Soutien à la réintroduction du pygargue à queue blanche au parc Les Aigles du Léman

Chablais
les élus visitent le parc

© Dep74 - L. Guette

Jeudi 24 février, Martial Saddier, Président du Conseil départemental de la Haute-Savoie, Nicolas Rubin, Vice-président délégué à l’administration général, sport, aménagement du territoire, Magali Mugnier, Présidente de la commission développement durable, environnement, agriculture, forêt, coopérations européennes et transfrontalières et Joël Baud-Grasset, Conseiller départemental du canton de Sciez ont visité le parc d’été « Les Aigles du Léman » et ont échangé avec le dirigeant du parc Jacques-Olivier Travers.

Dans le cadre de sa politique environnementale, le Département de la Haute-Savoie s’engage à préserver les espaces naturels sensibles et certaines espèces animales à enjeu patrimonial.

Le parc « Les Aigles du Léman » possède 80 espèces de rapaces dont certaines sont menacées comme le pygargue à queue blanche.

Le Conseil départemental de Haute-Savoie va soutenir financièrement la réintroduction de ce rapace pour diverses raisons :

  • la protection de l'environnement,
  • l’installation de panneaux explicatifs sur le Pygargue à queue blanche à chaque entrée/sortie du parc,
  • la technique de réintroduction utilisée est une première mondiale,
  • l’opportunité de sensibiliser les scolaires à la protection de l'environnement.
les élus ont visité le parc

©Dep74 - L. Guette

Le parc Les Aigles du Léman

  • Créé en 1997
  • 30 000 à 40 000 visiteurs par an (hors Covid)
  • Environ 280 oiseaux de 80 espèces différentes
  • Une réintroduction de 80 pygargues à queues blanches sur 8 ans
pygargue à queue blanche

Le pygargue à queue blanche. ©Dep74 - L. Guette

Quelle est l’histoire du Pygargue à queue blanche ?

C’est une espèce de rapace diurne à l’allure d’un aigle.

Depuis 2011, l’espèce - très rare - recommence à nicher en France alors qu’elle avait complètement disparu en 1892. Les besoins de l’espèce sont contraignants comprenant de grands arbres supports de nid, de grands lacs pour pêcher (les pygargues se nourrissent de poissons et de cormorans) et des zones exemptes de dérangement.
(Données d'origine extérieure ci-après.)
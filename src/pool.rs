//! Fixed-capacity free-list of reusable [`LogRecord`]s.
//!
//! Borrowing never blocks and never fails: when the free-list is empty (or the
//! pool is disabled) a fresh record is allocated instead. Ownership does the
//! rest. The pool exclusively owns idle records, and a borrowed record belongs
//! to its caller until it is handed back through [`RecordPool::release`].

use crate::record::LogRecord;
use crossbeam::queue::ArrayQueue;
use std::ops::{Deref, DerefMut};
use std::sync::atomic::{AtomicU64, Ordering};
use tracing::debug;

/// Records holding more than this many bytes in any body buffer are dropped
/// on return instead of being kept alive in the pool.
pub const MAX_RETAINED_BODY_CAPACITY: usize = 64 * 1024;

/// Records with more headers than this are not recycled.
pub const MAX_RETAINED_HEADERS: usize = 256;

/// Counters describing how the pool is being used.
#[derive(Debug, Default)]
pub struct PoolStats {
    /// Borrows served from the free-list.
    pub hits: AtomicU64,
    /// Borrows that had to allocate.
    pub misses: AtomicU64,
    /// Records accepted back into the free-list.
    pub returns: AtomicU64,
    /// Records dropped on return (failed validation, pool full or disabled).
    pub discards: AtomicU64,
}

/// Point-in-time copy of [`PoolStats`].
#[derive(Debug, Clone, Copy, Default, PartialEq, Eq)]
pub struct PoolSnapshot {
    pub hits: u64,
    pub misses: u64,
    pub returns: u64,
    pub discards: u64,
}

impl PoolStats {
    pub fn snapshot(&self) -> PoolSnapshot {
        PoolSnapshot {
            hits: self.hits.load(Ordering::Relaxed),
            misses: self.misses.load(Ordering::Relaxed),
            returns: self.returns.load(Ordering::Relaxed),
            discards: self.discards.load(Ordering::Relaxed),
        }
    }
}

/// A [`LogRecord`] together with the identity of the pool allocation it
/// came from. Derefs to the record.
///
/// Records built by hand convert with `From` and carry identity zero; the
/// pool never recycles those.
#[derive(Debug, Default)]
pub struct PooledRecord {
    instance_id: u64,
    record: LogRecord,
}

impl PooledRecord {
    /// Stable across pool round-trips, unique among records minted by the
    /// same pool. Zero for foreign records.
    pub fn instance_id(&self) -> u64 {
        self.instance_id
    }

    pub fn into_inner(self) -> LogRecord {
        self.record
    }
}

impl From<LogRecord> for PooledRecord {
    fn from(record: LogRecord) -> Self {
        Self {
            instance_id: 0,
            record,
        }
    }
}

impl Deref for PooledRecord {
    type Target = LogRecord;

    fn deref(&self) -> &LogRecord {
        &self.record
    }
}

impl DerefMut for PooledRecord {
    fn deref_mut(&mut self) -> &mut LogRecord {
        &mut self.record
    }
}

pub struct RecordPool {
    idle: ArrayQueue<PooledRecord>,
    enabled: bool,
    next_instance: AtomicU64,
    stats: PoolStats,
}

impl RecordPool {
    /// Create a pool holding at most `max_size` idle records.
    ///
    /// A `max_size` of zero behaves like a disabled pool.
    pub fn new(enabled: bool, max_size: usize) -> Self {
        Self {
            idle: ArrayQueue::new(max_size.max(1)),
            enabled: enabled && max_size > 0,
            next_instance: AtomicU64::new(1),
            stats: PoolStats::default(),
        }
    }

    /// A pool that always allocates and never keeps anything.
    pub fn disabled() -> Self {
        Self::new(false, 0)
    }

    pub fn is_enabled(&self) -> bool {
        self.enabled
    }

    /// Take a reset record, preferring a pooled one.
    pub fn borrow(&self) -> PooledRecord {
        if self.enabled {
            if let Some(record) = self.idle.pop() {
                self.stats.hits.fetch_add(1, Ordering::Relaxed);
                return record;
            }
        }
        self.stats.misses.fetch_add(1, Ordering::Relaxed);
        PooledRecord {
            instance_id: self.next_instance.fetch_add(1, Ordering::Relaxed),
            record: LogRecord::default(),
        }
    }

    /// Hand a record back. Invalid records, or any record when the pool is
    /// full or disabled, are dropped silently.
    pub fn release(&self, mut record: PooledRecord) {
        if !self.enabled || !is_recyclable(&record) {
            self.stats.discards.fetch_add(1, Ordering::Relaxed);
            return;
        }

        record.reset();
        match self.idle.push(record) {
            Ok(()) => {
                self.stats.returns.fetch_add(1, Ordering::Relaxed);
            }
            Err(_) => {
                self.stats.discards.fetch_add(1, Ordering::Relaxed);
                debug!("record pool full, dropping returned record");
            }
        }
    }

    /// Number of idle records currently held.
    pub fn available(&self) -> usize {
        self.idle.len()
    }

    pub fn capacity(&self) -> usize {
        self.idle.capacity()
    }

    pub fn stats(&self) -> &PoolStats {
        &self.stats
    }
}

fn is_recyclable(record: &PooledRecord) -> bool {
    let body_ok = |body: &Option<String>| {
        body.as_ref()
            .map_or(true, |b| b.capacity() <= MAX_RETAINED_BODY_CAPACITY)
    };

    record.instance_id != 0
        && record.headers.len() <= MAX_RETAINED_HEADERS
        && body_ok(&record.request_body)
        && body_ok(&record.response_body)
        && body_ok(&record.stack_trace)
}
Plusieurs menaces pèsent sur les Pygargues, notamment du fait de leur sensibilité au dérangement émis par les activités humaines, l’aménagement du territoire et la perte d’habitats favorables, mais également l’empoisonnement. Tous les rapaces bénéficient d’une protection forte.
Le Pygargue à queue blanche est noté en Danger Critique (CR). Il bénéficie d’un Plan National d’Action (PNA).